Stored items:
☆ ☆ ☆ ☆ ☆ ☆ ☆

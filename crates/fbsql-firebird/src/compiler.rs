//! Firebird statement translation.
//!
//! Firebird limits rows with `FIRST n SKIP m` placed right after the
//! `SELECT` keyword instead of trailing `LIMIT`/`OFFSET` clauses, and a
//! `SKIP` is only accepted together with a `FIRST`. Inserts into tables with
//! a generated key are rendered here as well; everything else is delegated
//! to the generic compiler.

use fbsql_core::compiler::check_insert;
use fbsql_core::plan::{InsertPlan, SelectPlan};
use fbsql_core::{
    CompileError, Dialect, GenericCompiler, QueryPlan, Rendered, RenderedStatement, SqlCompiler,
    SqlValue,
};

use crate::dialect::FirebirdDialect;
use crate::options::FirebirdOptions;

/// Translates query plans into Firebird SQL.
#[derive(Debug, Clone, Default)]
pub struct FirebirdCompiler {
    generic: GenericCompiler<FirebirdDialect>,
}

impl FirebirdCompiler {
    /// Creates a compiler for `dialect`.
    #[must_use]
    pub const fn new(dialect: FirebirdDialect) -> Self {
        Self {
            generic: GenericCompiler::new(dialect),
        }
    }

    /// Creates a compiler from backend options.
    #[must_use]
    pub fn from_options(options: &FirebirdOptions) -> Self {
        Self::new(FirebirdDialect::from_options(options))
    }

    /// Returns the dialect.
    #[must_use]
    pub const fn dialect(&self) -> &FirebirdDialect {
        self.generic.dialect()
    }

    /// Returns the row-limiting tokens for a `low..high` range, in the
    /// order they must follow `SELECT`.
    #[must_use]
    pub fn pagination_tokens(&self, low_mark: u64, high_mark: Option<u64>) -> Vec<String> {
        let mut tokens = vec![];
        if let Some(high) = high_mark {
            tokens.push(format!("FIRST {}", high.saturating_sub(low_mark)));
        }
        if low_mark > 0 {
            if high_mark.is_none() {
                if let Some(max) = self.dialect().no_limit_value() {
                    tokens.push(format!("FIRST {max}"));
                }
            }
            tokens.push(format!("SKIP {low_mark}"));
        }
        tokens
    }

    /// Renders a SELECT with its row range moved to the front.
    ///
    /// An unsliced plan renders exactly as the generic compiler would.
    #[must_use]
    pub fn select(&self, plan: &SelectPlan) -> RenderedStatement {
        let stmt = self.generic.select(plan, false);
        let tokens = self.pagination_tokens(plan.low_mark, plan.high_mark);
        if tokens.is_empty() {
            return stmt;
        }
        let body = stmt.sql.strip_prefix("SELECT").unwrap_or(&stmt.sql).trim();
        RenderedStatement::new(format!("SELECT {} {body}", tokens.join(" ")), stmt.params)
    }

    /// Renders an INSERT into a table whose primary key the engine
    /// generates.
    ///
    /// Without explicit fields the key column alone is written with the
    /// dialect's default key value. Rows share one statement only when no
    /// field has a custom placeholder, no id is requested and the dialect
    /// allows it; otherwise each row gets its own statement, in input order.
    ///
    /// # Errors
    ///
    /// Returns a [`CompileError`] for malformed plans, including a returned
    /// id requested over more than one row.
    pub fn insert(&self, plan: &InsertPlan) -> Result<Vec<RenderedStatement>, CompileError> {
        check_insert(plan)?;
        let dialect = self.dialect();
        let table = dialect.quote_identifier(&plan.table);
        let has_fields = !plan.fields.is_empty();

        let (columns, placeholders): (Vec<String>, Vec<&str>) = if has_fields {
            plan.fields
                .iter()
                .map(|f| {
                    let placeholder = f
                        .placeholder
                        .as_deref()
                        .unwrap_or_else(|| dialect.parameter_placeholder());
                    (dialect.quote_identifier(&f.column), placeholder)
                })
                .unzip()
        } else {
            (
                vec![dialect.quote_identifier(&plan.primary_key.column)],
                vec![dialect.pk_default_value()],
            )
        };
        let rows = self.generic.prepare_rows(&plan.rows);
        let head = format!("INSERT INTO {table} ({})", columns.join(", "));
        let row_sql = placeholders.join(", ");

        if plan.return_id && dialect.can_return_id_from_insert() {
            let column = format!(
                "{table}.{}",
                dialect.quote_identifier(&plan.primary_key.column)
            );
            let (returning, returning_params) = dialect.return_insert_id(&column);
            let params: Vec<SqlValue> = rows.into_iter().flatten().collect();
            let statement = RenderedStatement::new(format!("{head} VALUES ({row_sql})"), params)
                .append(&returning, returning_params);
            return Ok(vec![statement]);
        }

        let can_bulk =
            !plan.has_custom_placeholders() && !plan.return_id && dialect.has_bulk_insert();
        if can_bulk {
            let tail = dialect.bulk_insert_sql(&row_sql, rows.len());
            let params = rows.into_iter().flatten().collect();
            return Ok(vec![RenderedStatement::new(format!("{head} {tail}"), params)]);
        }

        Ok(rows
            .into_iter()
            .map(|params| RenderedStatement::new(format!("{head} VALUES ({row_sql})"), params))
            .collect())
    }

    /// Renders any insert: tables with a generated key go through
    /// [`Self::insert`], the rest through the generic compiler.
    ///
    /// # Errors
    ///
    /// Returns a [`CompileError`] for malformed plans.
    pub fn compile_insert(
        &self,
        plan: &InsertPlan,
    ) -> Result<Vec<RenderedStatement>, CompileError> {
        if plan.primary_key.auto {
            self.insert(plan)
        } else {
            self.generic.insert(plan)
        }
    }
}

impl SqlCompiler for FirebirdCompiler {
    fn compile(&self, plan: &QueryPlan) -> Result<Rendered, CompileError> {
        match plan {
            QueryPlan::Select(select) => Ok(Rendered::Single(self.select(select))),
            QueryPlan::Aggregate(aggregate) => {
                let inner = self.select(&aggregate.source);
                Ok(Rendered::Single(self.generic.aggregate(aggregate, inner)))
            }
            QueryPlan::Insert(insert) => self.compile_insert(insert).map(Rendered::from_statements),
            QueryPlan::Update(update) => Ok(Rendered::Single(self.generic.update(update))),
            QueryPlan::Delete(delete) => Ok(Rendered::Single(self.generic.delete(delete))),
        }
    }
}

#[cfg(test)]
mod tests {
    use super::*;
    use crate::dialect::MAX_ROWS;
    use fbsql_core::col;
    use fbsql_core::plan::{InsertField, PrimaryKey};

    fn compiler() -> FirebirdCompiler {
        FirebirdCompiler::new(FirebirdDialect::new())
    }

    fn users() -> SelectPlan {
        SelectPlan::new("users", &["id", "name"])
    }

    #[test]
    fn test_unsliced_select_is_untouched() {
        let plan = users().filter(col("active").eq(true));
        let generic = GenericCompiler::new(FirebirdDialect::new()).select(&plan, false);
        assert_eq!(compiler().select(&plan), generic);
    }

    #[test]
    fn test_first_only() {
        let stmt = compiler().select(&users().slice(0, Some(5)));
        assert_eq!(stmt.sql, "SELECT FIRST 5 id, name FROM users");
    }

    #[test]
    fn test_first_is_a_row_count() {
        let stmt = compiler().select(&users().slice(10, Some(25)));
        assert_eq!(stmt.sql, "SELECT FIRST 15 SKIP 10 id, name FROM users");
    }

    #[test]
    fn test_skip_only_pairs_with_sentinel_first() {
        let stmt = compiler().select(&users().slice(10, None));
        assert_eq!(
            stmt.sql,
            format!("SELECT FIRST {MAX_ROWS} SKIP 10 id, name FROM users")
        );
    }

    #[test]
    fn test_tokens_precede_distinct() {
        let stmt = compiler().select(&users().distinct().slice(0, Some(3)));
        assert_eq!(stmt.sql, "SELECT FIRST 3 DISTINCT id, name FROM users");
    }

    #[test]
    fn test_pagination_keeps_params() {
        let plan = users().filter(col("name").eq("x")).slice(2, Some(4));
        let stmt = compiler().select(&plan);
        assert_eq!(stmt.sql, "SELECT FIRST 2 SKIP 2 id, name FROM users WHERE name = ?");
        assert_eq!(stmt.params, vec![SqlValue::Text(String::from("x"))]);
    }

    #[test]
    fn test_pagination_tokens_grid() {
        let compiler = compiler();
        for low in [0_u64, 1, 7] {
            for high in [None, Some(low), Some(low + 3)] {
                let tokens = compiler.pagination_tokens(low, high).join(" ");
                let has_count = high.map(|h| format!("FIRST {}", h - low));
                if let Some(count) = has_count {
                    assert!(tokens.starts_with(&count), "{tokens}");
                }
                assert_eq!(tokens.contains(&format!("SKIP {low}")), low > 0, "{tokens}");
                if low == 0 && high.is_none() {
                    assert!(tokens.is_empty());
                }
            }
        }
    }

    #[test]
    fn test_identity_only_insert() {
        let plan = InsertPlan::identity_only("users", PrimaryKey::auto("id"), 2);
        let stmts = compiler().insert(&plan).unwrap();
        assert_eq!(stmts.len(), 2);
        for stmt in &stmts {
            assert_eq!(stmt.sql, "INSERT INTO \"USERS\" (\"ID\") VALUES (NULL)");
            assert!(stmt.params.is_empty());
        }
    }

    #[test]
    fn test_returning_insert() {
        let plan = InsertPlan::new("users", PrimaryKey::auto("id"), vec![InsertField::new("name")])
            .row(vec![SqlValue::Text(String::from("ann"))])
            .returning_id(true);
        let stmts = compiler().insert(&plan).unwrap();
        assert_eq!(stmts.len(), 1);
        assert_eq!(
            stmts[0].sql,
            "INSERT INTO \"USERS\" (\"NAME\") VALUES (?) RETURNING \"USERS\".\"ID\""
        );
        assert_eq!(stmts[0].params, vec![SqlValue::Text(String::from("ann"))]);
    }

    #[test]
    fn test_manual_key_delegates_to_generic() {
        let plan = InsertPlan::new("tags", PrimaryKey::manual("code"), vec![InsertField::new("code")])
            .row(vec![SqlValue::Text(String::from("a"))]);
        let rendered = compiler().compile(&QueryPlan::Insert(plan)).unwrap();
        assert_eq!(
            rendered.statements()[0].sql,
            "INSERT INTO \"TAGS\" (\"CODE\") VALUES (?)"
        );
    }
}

☆ ☆ ☆ ☆ ☆ ☆ ☆

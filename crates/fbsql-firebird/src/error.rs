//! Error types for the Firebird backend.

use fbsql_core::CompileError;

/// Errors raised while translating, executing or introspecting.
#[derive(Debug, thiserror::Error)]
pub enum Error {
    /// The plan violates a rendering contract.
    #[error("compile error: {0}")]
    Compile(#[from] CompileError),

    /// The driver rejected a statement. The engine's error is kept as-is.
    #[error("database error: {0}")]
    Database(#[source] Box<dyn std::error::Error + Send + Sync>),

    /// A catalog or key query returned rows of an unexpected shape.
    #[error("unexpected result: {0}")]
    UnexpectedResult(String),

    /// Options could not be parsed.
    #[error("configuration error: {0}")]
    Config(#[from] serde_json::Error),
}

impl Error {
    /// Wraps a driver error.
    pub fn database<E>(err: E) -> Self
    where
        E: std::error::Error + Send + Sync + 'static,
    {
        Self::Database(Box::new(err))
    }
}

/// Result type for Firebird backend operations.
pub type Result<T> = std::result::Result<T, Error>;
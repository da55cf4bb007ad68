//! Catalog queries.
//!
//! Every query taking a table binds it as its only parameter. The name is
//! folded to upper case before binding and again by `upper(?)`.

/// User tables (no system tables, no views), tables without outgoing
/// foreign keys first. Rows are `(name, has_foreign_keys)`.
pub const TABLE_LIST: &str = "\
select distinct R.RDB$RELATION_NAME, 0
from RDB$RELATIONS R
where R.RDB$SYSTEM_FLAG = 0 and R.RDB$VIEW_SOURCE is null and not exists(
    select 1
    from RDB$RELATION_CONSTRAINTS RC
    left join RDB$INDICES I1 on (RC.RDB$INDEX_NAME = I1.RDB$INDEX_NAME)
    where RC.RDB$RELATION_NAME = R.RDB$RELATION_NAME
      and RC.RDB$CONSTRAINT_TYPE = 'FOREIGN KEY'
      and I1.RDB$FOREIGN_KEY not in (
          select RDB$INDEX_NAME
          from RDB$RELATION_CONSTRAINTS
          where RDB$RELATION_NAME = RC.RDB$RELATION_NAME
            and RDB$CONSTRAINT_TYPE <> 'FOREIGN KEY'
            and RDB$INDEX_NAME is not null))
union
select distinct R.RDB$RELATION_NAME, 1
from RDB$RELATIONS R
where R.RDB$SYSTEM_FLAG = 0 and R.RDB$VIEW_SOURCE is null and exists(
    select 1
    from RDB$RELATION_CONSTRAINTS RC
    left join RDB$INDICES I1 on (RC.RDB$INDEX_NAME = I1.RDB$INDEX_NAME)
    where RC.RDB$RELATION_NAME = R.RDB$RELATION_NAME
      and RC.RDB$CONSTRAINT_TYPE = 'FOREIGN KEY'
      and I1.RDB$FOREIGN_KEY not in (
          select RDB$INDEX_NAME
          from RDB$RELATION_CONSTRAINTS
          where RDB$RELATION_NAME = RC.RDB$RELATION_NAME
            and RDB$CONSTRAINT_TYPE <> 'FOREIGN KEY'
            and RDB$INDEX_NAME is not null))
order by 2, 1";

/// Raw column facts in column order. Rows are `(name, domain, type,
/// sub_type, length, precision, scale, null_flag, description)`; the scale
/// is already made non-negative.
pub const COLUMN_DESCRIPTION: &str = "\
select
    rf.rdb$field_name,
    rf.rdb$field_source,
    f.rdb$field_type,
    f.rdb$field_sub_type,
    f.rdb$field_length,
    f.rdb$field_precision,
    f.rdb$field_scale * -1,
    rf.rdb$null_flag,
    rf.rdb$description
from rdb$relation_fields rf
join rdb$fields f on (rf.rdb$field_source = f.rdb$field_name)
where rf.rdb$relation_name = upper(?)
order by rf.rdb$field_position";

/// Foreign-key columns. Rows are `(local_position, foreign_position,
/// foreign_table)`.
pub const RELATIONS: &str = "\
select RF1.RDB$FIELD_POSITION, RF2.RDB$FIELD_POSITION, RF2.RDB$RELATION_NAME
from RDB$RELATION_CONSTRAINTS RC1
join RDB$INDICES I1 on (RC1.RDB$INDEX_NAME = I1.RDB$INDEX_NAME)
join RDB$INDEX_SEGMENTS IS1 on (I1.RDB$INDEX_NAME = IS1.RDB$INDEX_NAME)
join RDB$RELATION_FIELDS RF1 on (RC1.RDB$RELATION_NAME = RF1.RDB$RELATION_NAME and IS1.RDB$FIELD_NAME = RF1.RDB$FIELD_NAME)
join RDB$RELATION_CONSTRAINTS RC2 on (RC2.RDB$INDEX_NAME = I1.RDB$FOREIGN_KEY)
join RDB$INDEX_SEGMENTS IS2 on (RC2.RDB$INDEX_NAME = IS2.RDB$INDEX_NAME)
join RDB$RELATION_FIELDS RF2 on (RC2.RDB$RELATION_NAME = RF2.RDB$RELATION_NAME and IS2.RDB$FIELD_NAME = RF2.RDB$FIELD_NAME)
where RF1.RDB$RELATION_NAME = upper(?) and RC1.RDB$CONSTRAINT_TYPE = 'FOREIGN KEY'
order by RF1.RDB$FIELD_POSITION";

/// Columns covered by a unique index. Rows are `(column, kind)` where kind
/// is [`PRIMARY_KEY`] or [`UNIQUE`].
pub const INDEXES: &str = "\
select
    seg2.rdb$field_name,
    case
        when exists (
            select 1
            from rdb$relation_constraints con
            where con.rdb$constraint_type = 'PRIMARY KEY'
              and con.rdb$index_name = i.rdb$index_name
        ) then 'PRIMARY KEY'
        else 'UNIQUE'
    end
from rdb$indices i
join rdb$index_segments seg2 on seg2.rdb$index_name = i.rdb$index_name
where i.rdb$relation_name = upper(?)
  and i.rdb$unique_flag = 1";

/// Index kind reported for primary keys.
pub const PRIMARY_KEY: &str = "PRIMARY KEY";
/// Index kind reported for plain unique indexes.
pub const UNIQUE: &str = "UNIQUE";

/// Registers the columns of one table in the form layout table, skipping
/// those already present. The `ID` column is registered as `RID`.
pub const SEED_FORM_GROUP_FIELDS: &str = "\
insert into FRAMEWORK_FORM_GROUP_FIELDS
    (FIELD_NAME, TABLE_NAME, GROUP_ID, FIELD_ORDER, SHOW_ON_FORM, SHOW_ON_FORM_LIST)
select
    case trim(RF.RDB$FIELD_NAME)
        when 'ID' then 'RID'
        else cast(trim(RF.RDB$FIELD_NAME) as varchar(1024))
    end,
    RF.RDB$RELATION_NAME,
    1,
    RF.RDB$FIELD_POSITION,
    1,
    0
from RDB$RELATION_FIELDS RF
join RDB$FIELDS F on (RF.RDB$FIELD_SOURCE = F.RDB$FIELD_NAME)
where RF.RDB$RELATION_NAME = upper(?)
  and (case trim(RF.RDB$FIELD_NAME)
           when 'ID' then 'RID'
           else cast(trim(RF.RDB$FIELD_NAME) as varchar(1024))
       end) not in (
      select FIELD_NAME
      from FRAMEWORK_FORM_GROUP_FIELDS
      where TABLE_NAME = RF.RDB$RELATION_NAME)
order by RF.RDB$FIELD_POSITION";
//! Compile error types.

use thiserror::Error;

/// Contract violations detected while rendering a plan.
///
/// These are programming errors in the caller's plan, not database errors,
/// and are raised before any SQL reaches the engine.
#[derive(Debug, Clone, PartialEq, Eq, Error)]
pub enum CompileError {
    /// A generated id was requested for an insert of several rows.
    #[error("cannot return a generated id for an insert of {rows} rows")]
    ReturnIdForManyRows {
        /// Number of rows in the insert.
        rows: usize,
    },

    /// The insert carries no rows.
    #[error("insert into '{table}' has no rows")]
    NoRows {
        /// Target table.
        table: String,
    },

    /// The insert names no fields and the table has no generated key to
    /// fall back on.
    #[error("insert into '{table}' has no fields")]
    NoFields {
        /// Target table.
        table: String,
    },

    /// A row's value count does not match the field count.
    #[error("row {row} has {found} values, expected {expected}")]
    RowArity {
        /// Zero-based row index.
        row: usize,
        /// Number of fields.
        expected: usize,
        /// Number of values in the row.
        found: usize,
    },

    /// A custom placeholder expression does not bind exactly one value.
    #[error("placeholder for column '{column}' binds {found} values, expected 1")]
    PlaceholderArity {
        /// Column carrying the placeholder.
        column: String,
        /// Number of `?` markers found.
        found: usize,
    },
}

☆ ☆ ☆ ☆ ☆ ☆ ☆

WHAT IS BEING ASKED: For the word "Creates", return every line of the records that holds it.

TASK RESULT:
    /// Creates a compiler for `dialect`.
    /// Creates a compiler from backend options.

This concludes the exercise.